[YOUR GOAL] Up to and including the line containing "let feature = farm", set down each line of the entries below exactly, starting from the first, and leave out the rest.

** Opening DATA RECORDS block **

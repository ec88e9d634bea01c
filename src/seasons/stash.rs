//! The crop stash: a morning snapshot of every live crop on the farm, put
//! back before the save if the night killed or removed it.

use bevy::prelude::*;
use std::collections::HashSet;

use crate::config::ModConfig;
use crate::shared::*;

/// One cultivated tile as it was when the stash was taken.
#[derive(Debug, Clone, PartialEq)]
pub struct CropTileState {
    pub tile: TileCoord,
    pub crop: Crop,
    pub moisture: Moisture,
    pub fertilizer: Option<ItemId>,
}

#[derive(Resource, Debug, Clone, Default)]
pub struct CropStash {
    saved: Vec<CropTileState>,
}

impl CropStash {
    pub fn saved(&self) -> &[CropTileState] {
        &self.saved
    }

    pub fn len(&self) -> usize {
        self.saved.len()
    }

    pub fn is_empty(&self) -> bool {
        self.saved.is_empty()
    }

    /// Replace the stash with the live crops currently on `farm`.
    pub fn stash(&mut self, farm: &Location) {
        self.saved = crop_tiles(farm).collect();
    }

    /// Put stashed crops back on every plot that lost its crop overnight.
    ///
    /// Tiles under a giant crop are skipped. A tile that is no longer tilled
    /// gets fresh soil. Plots that still hold a live crop are never touched.
    /// Each restored plot is recomputed under `conditions`. Returns how many
    /// plots were restored.
    pub fn restore(
        &self,
        farm: &mut Location,
        conditions: &GrowthConditions,
        registry: &CropRegistry,
    ) -> usize {
        if self.saved.is_empty() {
            return 0;
        }

        let covered: HashSet<TileCoord> = giant_crop_tiles(farm).collect();
        let mut restored = 0;

        for saved in self.saved.iter().filter(|s| !covered.contains(&s.tile)) {
            let feature = farm
                .terrain_features
                .entry(saved.tile)
                .or_insert_with(|| TerrainFeature::HoeDirt(HoeDirt::default()));
            if feature.as_hoe_dirt().is_none() {
                *feature = TerrainFeature::HoeDirt(HoeDirt::default());
            }
            let Some(dirt) = feature.as_hoe_dirt_mut() else {
                continue;
            };

            if dirt.has_live_crop() {
                continue;
            }

            // Keep the water from this morning's rain.
            if dirt.moisture != Moisture::Watered {
                dirt.moisture = saved.moisture;
            }
            dirt.fertilizer = saved.fertilizer;
            let mut crop = saved.crop.clone();
            crop.dead = false;
            dirt.crop = Some(crop);
            dirt.day_update(conditions, registry);
            restored += 1;
        }

        restored
    }
}

/// Every tile of `location` holding a live crop.
pub fn crop_tiles(location: &Location) -> impl Iterator<Item = CropTileState> + '_ {
    location.terrain_features.iter().filter_map(|(tile, feature)| {
        let dirt = feature.as_hoe_dirt()?;
        let crop = dirt.crop.as_ref().filter(|crop| !crop.dead)?;
        Some(CropTileState {
            tile: *tile,
            crop: crop.clone(),
            moisture: dirt.moisture,
            fertilizer: dirt.fertilizer,
        })
    })
}

/// Every tile covered by a giant crop in `location`.
pub fn giant_crop_tiles(location: &Location) -> impl Iterator<Item = TileCoord> + '_ {
    location
        .resource_clumps
        .iter()
        .filter(|clump| clump.is_giant_crop())
        .flat_map(ResourceClump::footprint)
}

/// With winter survival off, winter deaths are left alone.
pub fn should_restore(config: &ModConfig, season: Season) -> bool {
    config.winter_alive_enabled || season != Season::Winter
}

** Closing DATA RECORDS block **

[SOLUTION]
repository ec88e9d634bea01c
filename src/seasons/stash.rs
//! The crop stash: a morning snapshot of every live crop on the farm, put
//! back before the save if the night killed or removed it.

use bevy::prelude::*;
use std::collections::HashSet;

use crate::config::ModConfig;
use crate::shared::*;

/// One cultivated tile as it was when the stash was taken.
#[derive(Debug, Clone, PartialEq)]
pub struct CropTileState {
    pub tile: TileCoord,
    pub crop: Crop,
    pub moisture: Moisture,
    pub fertilizer: Option<ItemId>,
}

#[derive(Resource, Debug, Clone, Default)]
pub struct CropStash {
    saved: Vec<CropTileState>,
}

impl CropStash {
    pub fn saved(&self) -> &[CropTileState] {
        &self.saved
    }

    pub fn len(&self) -> usize {
        self.saved.len()
    }

    pub fn is_empty(&self) -> bool {
        self.saved.is_empty()
    }

    /// Replace the stash with the live crops currently on `farm`.
    pub fn stash(&mut self, farm: &Location) {
        self.saved = crop_tiles(farm).collect();
    }

    /// Put stashed crops back on every plot that lost its crop overnight.
    ///
    /// Tiles under a giant crop are skipped. A tile that is no longer tilled
    /// gets fresh soil. Plots that still hold a live crop are never touched.
    /// Each restored plot is recomputed under `conditions`. Returns how many
    /// plots were restored.
    pub fn restore(
        &self,
        farm: &mut Location,
        conditions: &GrowthConditions,
        registry: &CropRegistry,
    ) -> usize {
        if self.saved.is_empty() {
            return 0;
        }

        let covered: HashSet<TileCoord> = giant_crop_tiles(farm).collect();
        let mut restored = 0;

        for saved in self.saved.iter().filter(|s| !covered.contains(&s.tile)) {
            let feature = farm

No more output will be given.